Item 1.01. Entry into a Material Definitive Agreement.
On June 4, 2024, Carvana Receivables Depositor LLC (the “Depositor”) and Carvana, LLC (“Carvana”) entered into an underwriting agreement (the “Underwriting Agreement”) with Citigroup Global Markets Inc., as an underwriter and as representative of the several underwriters identified therein, for the sale of certain amounts of the following classes of notes to be issued by Carvana Auto Receivables Trust 2024-P2 (the “Issuing Entity”): Class A-1 Asset Backed Notes, Class A-2 Asset Backed Notes, Class A-3 Asset Backed Notes, Class A-4 Asset Backed Notes, Class B Asset Backed Notes, Class C Asset Backed Notes and Class D Asset Backed Notes (collectively, the “Publicly Registered Notes”). The Issuing Entity will also issue Class N Asset Backed Notes (the “Class N Notes”) and Class XS Asset Backed Notes (the “Class XS Notes”), which have not been registered under the Registration Statement.
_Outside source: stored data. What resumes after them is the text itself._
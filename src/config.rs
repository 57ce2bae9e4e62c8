use crate::{error::PipelineError, Result};
use serde::{Deserialize, Serialize};
use std::{
    fs::{read_to_string, write},
    path::{Path, PathBuf},
};

/// When text changes are reconciled.
#[derive(Debug, Default, Clone, Copy, PartialEq, Eq, Serialize, Deserialize)]
#[serde(rename_all = "lowercase")]
pub enum ReconcileMode {
    /// Reconcile synchronously inside the text-change handler.
    #[default]
    Immediate,
    /// Queue the latest text per node and reconcile on
    /// [crate::editor::PipelineEditor::flush]. Used to debounce rapid keystrokes.
    Deferred,
}

#[derive(Debug, Clone, PartialEq, Eq, Serialize, Deserialize)]
#[serde(default)]
pub struct EditorConfig {
    /// Template text given to newly created template nodes.
    pub default_text: String,
    pub reconcile: ReconcileMode,
}

impl Default for EditorConfig {
    fn default() -> Self {
        EditorConfig {
            default_text: "{{input_1}}".to_string(),
            reconcile: ReconcileMode::Immediate,
        }
    }
}

impl EditorConfig {
    pub fn from_toml_str(content: &str) -> Result<EditorConfig> {
        Ok(toml::from_str(content)?)
    }

    pub fn to_toml_string(&self) -> Result<String> {
        Ok(toml::to_string(self)?)
    }

    pub fn is_deferred(&self) -> bool {
        self.reconcile == ReconcileMode::Deferred
    }
}

pub trait ConfigProvider: Send + Sync {
    fn get_config(&self) -> Result<EditorConfig>;
    fn set_config(&self, config: &EditorConfig) -> Result<()>;
}

#[derive(Debug, Clone, Serialize, Deserialize)]
pub struct TomlConfigProvider {
    path: PathBuf,
}

impl TomlConfigProvider {
    pub fn new(path: impl AsRef<Path>) -> Self {
        TomlConfigProvider {
            path: path.as_ref().to_path_buf(),
        }
    }

    pub fn path(&self) -> &Path {
        &self.path
    }
}

impl ConfigProvider for TomlConfigProvider {
    fn get_config(&self) -> Result<EditorConfig> {
        tracing::debug!("Attempting to read editor config from: {:?}", &self.path);
        if !self.path.exists() {
            tracing::debug!("Config file not found, using defaults.");
            return Ok(EditorConfig::default());
        }
        let content = read_to_string(&self.path)?;
        EditorConfig::from_toml_str(&content).map_err(|e| match e {
            PipelineError::Config(msg) => {
                PipelineError::Config(format!("{}: {msg}", self.path.display()))
            }
            other => other,
        })
    }

    fn set_config(&self, config: &EditorConfig) -> Result<()> {
        tracing::debug!("Attempting to write editor config to: {:?}", &self.path);
        write(&self.path, config.to_toml_string()?)?;
        Ok(())
    }
}
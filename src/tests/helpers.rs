//! Shared test utilities for graph and reconciliation testing

use crate::{
    graph::PipelineGraph,
    properties::{Connection, NodeKind, PipelineNode},
    schema::TEMPLATE_FIELD,
    sync::{sync_node, SyncReport},
};

/// Initialize logging for tests
pub fn init_logging() {
    tracing_subscriber::fmt()
        .with_env_filter(tracing_subscriber::EnvFilter::from_default_env())
        .with_test_writer()
        .try_init()
        .ok();
}

/// A text node holding `text` as its template.
pub fn text_node(id: &str, text: &str) -> PipelineNode {
    PipelineNode::new(id, NodeKind::Text).with_field(TEMPLATE_FIELD, text)
}

/// Graph with `input_0`, `input_1` and an empty template node `text_0`.
pub fn create_test_graph() -> PipelineGraph {
    init_logging();
    let mut graph = PipelineGraph::new();
    graph
        .add_node(PipelineNode::new("input_0", NodeKind::Input))
        .unwrap();
    graph
        .add_node(PipelineNode::new("input_1", NodeKind::Input))
        .unwrap();
    graph.add_node(text_node("text_0", "")).unwrap();
    graph
}

/// Store `text` on `target` and reconcile it, as the editor does for a keystroke.
pub fn type_text(graph: &mut PipelineGraph, target: &str, text: &str) -> SyncReport {
    graph
        .update_node_field(target, TEMPLATE_FIELD, text.into())
        .unwrap();
    sync_node(graph, target)
}

/// (source, target) pairs of all synced edges, in edge-list order.
pub fn synced_pairs(graph: &PipelineGraph) -> Vec<(String, String)> {
    graph
        .edges()
        .iter()
        .filter(|edge| edge.is_synced())
        .map(|edge| (edge.source.to_string(), edge.target.to_string()))
        .collect()
}

pub fn manual(source: &str, target: &str) -> Connection {
    Connection::new(source, target)
}
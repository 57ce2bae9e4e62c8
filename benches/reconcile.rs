//! Performance benchmarks for template reconciliation
//!
//! These benchmarks measure the per-keystroke cost of:
//! - Reference extraction over template text
//! - Reconciling one template node in a graph with many unrelated edges
//! - The full editor text-change path
//!
//! Run with: cargo bench

use criterion::{black_box, criterion_group, criterion_main, BenchmarkId, Criterion};
use pipeline_graph::{
    editor::PipelineEditor,
    extract::extract_references,
    graph::PipelineGraph,
    properties::{Connection, NodeKind, PipelineNode, Position},
    sync::sync_text,
};

fn template_text(references: usize) -> String {
    (0..references)
        .map(|idx| format!("Section {idx}: {{{{ input_{idx} }}}}\n"))
        .collect()
}

/// `inputs` input nodes, `texts` template nodes, and a chain of manual edges between the inputs.
fn build_graph(inputs: usize, texts: usize) -> PipelineGraph {
    let mut graph = PipelineGraph::new();
    for idx in 0..inputs {
        graph
            .add_node(PipelineNode::new(format!("input_{idx}"), NodeKind::Input))
            .unwrap();
    }
    for idx in 0..texts {
        graph
            .add_node(PipelineNode::new(format!("text_{idx}"), NodeKind::Text))
            .unwrap();
    }
    for idx in 1..inputs {
        graph
            .add_edge(&Connection::new(
                format!("input_{}", idx - 1),
                format!("input_{idx}"),
            ))
            .unwrap();
    }
    graph
}

fn bench_extract(c: &mut Criterion) {
    let mut group = c.benchmark_group("extract_references");
    for references in [1, 10, 100] {
        let text = template_text(references);
        group.bench_with_input(BenchmarkId::from_parameter(references), &text, |b, text| {
            b.iter(|| extract_references(black_box(text)))
        });
    }
    group.finish();
}

fn bench_reconcile(c: &mut Criterion) {
    let mut group = c.benchmark_group("reconcile");
    for size in [10, 100, 1000] {
        let mut graph = build_graph(size, 10);
        for idx in 1..10 {
            sync_text(&mut graph, &format!("text_{idx}"), &template_text(size.min(20)));
        }
        let texts = [template_text(size.min(20)), template_text(size.min(20) / 2)];
        group.bench_function(BenchmarkId::new("alternating_edit", size), |b| {
            let mut flip = 0;
            b.iter(|| {
                flip ^= 1;
                sync_text(&mut graph, "text_0", black_box(&texts[flip]))
            })
        });
        group.bench_function(BenchmarkId::new("unchanged_edit", size), |b| {
            b.iter(|| sync_text(&mut graph, "text_0", black_box(&texts[0])))
        });
    }
    group.finish();
}

fn bench_editor_keystrokes(c: &mut Criterion) {
    c.bench_function("editor_typing_template", |b| {
        let mut editor = PipelineEditor::simple();
        for _ in 0..20 {
            editor
                .create_node(NodeKind::Input, Position::default())
                .unwrap();
        }
        let text = editor
            .create_node(NodeKind::Text, Position::default())
            .unwrap();
        let full = template_text(20);
        let prefixes = full
            .char_indices()
            .step_by(7)
            .map(|(idx, _)| full[..idx].to_string())
            .collect::<Vec<_>>();
        b.iter(|| {
            for prefix in prefixes.iter() {
                editor.on_text_changed(text.as_str(), prefix).unwrap();
            }
        })
    });
}

criterion_group!(benches, bench_extract, bench_reconcile, bench_editor_keystrokes);
criterion_main!(benches);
Five percent (5%) of the Publicly Registered Notes and the Class N Notes, and all of the Class XS Notes (collectively, the “Retained Notes,” and together with the Publicly Registered Notes, the Class N Notes and the Class XS Notes, the “Notes”) and five percent (5%) of the Certificates of the Issuing Entity will be initially retained or held by Carvana or one or more of its majority-owned affiliates.
The Publicly Registered Notes have an aggregate principal balance of $507,210,000 and will be issued on or about June 12, 2024 (the “Closing Date”).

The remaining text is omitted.